START Excerpted data
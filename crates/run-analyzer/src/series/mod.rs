//! Chart-ready transforms: histograms and moving-average time series.

mod histogram;
mod moving_average;

pub use histogram::{histogram, histogram_values};
pub use moving_average::{SERIES_DATE_FORMAT, rolling_mean, series_with_moving_average};

/// Number of rows in the trailing moving-average window.
pub const MOVING_AVERAGE_WINDOW: usize = 30;
//! Conversion of computed views into their report shapes.

use super::value::Value;
use crate::metrics::MEAN_PACE_LABEL;
use crate::types::{
    BestPerformances, DescriptiveMatrix, FieldOutcome, Histogram, MovingAverageSeries,
    PerformanceRecord, PerField, TimeSeriesData, Totals, WeekdayPace, YearlyTable,
};
use crate::utils::float_key;

/// Timestamp rendering of best-performance dates.
pub const ISO_DATE_FORMAT: &str = "%Y-%m-%dT%H:%M:%S";

/// Column-oriented matrix: one array per statistic, rows aligned with `index`.
impl From<&DescriptiveMatrix> for Value {
    fn from(matrix: &DescriptiveMatrix) -> Self {
        let rows = &matrix.rows;
        let column = |stat: fn(&crate::types::DescriptiveRow) -> Option<f64>| -> Vec<Value> {
            rows.iter().map(|r| Value::from(stat(r))).collect()
        };

        let mut index: Vec<Value> = rows.iter().map(|r| Value::from(r.label.as_str())).collect();
        let mut count: Vec<Value> = rows.iter().map(|r| Value::from(r.count)).collect();
        let mut mean = column(|r| r.mean);
        let mut others = [
            ("std", column(|r| r.std)),
            ("min", column(|r| r.min)),
            ("25%", column(|r| r.p25)),
            ("50%", column(|r| r.p50)),
            ("75%", column(|r| r.p75)),
            ("max", column(|r| r.max)),
        ];

        if let Some(pace) = &matrix.mean_pace {
            index.push(Value::from(MEAN_PACE_LABEL));
            count.push(Value::from(""));
            mean.push(Value::from(pace.as_str()));
            for (_, values) in others.iter_mut() {
                values.push(Value::from(""));
            }
        }

        let mut entries = vec![
            ("index".to_string(), Value::Seq(index)),
            ("count".to_string(), Value::Seq(count)),
            ("mean".to_string(), Value::Seq(mean)),
        ];
        entries.extend(
            others
                .into_iter()
                .map(|(name, values)| (name.to_string(), Value::Seq(values))),
        );
        Value::Map(entries)
    }
}

/// Weekday name to formatted mean pace.
pub fn weekday_value(paces: &[WeekdayPace]) -> Value {
    Value::map(paces.iter().map(|w| (w.day.clone(), w.mean_pace.clone())))
}

impl From<&Totals> for Value {
    fn from(totals: &Totals) -> Self {
        Value::map([
            ("total_calories", Value::Int(totals.total_calories)),
            ("total_distance", Value::Float(totals.total_distance)),
        ])
    }
}

impl From<&YearlyTable> for Value {
    fn from(table: &YearlyTable) -> Self {
        Value::map([
            ("Year", Value::from(table.years.clone())),
            ("mean", Value::from(table.mean.clone())),
            ("std", Value::from(table.std.clone())),
            ("min", Value::from(table.min.clone())),
            ("max", Value::from(table.max.clone())),
        ])
    }
}

impl From<&Histogram> for Value {
    fn from(hist: &Histogram) -> Self {
        Value::map([
            ("bins", Value::from(hist.bins.clone())),
            ("counts", Value::from(hist.counts.clone())),
        ])
    }
}

fn outcome_value<T>(outcome: &FieldOutcome<T>, to_value: fn(&T) -> Value) -> Value {
    match outcome {
        FieldOutcome::Computed(v) => to_value(v),
        FieldOutcome::NotFound { error } => Value::map([("error", error.as_str())]),
    }
}

/// Label to computed table or inline error marker, in request order.
pub fn per_field_value<T>(outcomes: &PerField<T>, to_value: fn(&T) -> Value) -> Value {
    Value::map(
        outcomes
            .iter()
            .map(|(label, outcome)| (label.clone(), outcome_value(outcome, to_value))),
    )
}

impl From<&MovingAverageSeries> for Value {
    fn from(series: &MovingAverageSeries) -> Self {
        Value::map([
            ("dates", Value::from(series.dates.clone())),
            ("values", Value::from(series.values.clone())),
            ("moving_average", Value::from(series.moving_average.clone())),
        ])
    }
}

impl From<&TimeSeriesData> for Value {
    fn from(data: &TimeSeriesData) -> Self {
        Value::map([
            ("Avg HR", Value::from(&data.avg_hr)),
            ("Avg Pace", Value::from(&data.avg_pace)),
        ])
    }
}

impl From<&PerformanceRecord> for Value {
    fn from(record: &PerformanceRecord) -> Self {
        Value::map([
            (
                "Date",
                Value::from(record.date.format(ISO_DATE_FORMAT).to_string()),
            ),
            ("Distance", Value::Float(record.distance)),
            ("Time", Value::from(record.time.clone())),
            ("Avg Pace", Value::from(record.avg_pace.clone())),
        ])
    }
}

/// Target distance (shortest decimal rendering) to its fastest runs.
pub fn best_value(best: &[BestPerformances]) -> Value {
    Value::map(best.iter().map(|b| {
        let runs: Vec<Value> = b.runs.iter().map(Value::from).collect();
        (float_key(b.distance), Value::Seq(runs))
    }))
}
END Excerpted data
* Aim of the exercise: Copy the entries above exactly, but only from the line holding "per_field_value<T>(outcomes: &PerField<T>, to_value: fn(&T)" through the line holding "fn from(data: &TimeSeriesData)", both included.

* Your response:
pub fn per_field_value<T>(outcomes: &PerField<T>, to_value: fn(&T) -> Value) -> Value {
    Value::map(
        outcomes
            .iter()
            .map(|(label, outcome)| (label.clone(), outcome_value(outcome, to_value))),
    )
}

impl From<&MovingAverageSeries> for Value {
    fn from(series: &MovingAverageSeries) -> Self {
        Value::map([
            ("dates", Value::from(series.dates.clone())),
            ("values", Value::from(series.values.clone())),
            ("moving_average", Value::from(series.moving_average.clone())),
        ])
    }
}

impl From<&TimeSeriesData> for Value {
    fn from(data: &TimeSeriesData) -> Self {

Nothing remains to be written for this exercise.